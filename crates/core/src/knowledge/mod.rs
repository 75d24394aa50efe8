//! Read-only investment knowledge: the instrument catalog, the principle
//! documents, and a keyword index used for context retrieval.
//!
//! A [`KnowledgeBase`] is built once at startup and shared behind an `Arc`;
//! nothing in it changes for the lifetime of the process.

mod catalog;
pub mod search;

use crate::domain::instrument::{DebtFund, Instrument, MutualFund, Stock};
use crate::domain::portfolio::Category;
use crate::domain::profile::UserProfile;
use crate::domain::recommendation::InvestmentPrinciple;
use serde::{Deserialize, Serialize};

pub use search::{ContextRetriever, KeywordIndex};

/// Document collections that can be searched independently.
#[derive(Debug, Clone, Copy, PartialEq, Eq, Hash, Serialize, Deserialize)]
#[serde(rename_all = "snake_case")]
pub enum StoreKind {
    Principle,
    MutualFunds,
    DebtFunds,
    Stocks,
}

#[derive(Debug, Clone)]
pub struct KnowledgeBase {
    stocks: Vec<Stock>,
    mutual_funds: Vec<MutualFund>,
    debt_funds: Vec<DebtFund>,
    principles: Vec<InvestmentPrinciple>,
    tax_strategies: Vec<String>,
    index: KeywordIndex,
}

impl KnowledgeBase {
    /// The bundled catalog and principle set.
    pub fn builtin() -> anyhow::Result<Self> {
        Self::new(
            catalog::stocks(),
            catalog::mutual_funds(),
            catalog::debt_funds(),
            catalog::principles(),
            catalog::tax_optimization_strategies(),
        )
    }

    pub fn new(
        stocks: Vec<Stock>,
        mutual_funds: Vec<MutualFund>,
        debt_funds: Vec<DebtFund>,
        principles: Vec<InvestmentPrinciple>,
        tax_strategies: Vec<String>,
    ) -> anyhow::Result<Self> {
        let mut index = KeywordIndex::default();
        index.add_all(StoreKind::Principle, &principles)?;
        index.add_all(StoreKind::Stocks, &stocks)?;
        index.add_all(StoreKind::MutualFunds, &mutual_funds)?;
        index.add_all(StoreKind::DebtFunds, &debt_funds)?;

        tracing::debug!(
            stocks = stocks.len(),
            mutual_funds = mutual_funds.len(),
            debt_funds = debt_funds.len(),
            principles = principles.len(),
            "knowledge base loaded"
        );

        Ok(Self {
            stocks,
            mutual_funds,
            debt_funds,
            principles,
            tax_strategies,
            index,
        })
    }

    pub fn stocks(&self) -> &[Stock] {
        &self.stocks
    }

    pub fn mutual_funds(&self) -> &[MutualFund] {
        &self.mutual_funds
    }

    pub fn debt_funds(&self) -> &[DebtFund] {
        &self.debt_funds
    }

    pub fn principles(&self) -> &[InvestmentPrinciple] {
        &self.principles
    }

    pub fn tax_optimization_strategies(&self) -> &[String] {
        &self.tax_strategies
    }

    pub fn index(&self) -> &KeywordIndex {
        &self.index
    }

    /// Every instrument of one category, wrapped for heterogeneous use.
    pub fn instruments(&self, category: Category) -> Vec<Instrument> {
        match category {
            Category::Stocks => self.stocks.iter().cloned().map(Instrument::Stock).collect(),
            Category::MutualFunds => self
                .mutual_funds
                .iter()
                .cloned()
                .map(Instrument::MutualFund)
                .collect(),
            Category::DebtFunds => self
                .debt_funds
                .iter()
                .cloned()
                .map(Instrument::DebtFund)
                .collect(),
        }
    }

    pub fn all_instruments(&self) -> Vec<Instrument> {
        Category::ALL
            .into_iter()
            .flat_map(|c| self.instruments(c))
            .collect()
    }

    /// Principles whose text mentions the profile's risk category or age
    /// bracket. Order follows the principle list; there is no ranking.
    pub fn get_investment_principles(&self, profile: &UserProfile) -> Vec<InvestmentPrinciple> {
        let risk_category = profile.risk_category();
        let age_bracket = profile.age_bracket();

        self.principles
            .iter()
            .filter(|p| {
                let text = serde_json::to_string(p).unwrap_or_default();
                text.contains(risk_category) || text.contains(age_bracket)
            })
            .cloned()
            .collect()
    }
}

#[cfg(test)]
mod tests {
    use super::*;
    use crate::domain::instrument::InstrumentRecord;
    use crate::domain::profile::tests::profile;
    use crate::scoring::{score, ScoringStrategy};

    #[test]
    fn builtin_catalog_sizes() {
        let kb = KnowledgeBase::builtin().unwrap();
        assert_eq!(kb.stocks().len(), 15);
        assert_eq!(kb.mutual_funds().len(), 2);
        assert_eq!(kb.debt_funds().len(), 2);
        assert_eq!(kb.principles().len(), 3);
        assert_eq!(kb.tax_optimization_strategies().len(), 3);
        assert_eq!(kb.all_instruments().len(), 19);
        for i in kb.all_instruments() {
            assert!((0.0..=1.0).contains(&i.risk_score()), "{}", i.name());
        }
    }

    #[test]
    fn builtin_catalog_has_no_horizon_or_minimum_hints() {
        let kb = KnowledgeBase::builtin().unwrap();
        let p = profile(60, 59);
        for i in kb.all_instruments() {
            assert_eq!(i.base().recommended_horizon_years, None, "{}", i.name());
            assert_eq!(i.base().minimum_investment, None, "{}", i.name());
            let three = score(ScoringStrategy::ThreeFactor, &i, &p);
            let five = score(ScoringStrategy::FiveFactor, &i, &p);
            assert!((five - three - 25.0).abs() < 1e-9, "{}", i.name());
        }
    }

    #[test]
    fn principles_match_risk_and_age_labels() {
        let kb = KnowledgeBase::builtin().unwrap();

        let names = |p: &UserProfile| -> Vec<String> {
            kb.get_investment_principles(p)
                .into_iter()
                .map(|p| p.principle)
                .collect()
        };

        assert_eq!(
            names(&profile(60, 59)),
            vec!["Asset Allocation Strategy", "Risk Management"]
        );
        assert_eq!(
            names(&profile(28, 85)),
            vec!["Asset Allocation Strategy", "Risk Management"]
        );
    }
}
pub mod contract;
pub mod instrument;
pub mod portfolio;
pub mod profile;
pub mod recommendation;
★ ★ ★ ★ ★ ★ ★
▶ _TO DO_: Copy out every line of the data in which the word "UserProfile" is found.

▶ _PROBLEM SOLUTION_:
use crate::domain::profile::UserProfile;
    pub fn get_investment_principles(&self, profile: &UserProfile) -> Vec<InvestmentPrinciple> {
        let names = |p: &UserProfile| -> Vec<String> {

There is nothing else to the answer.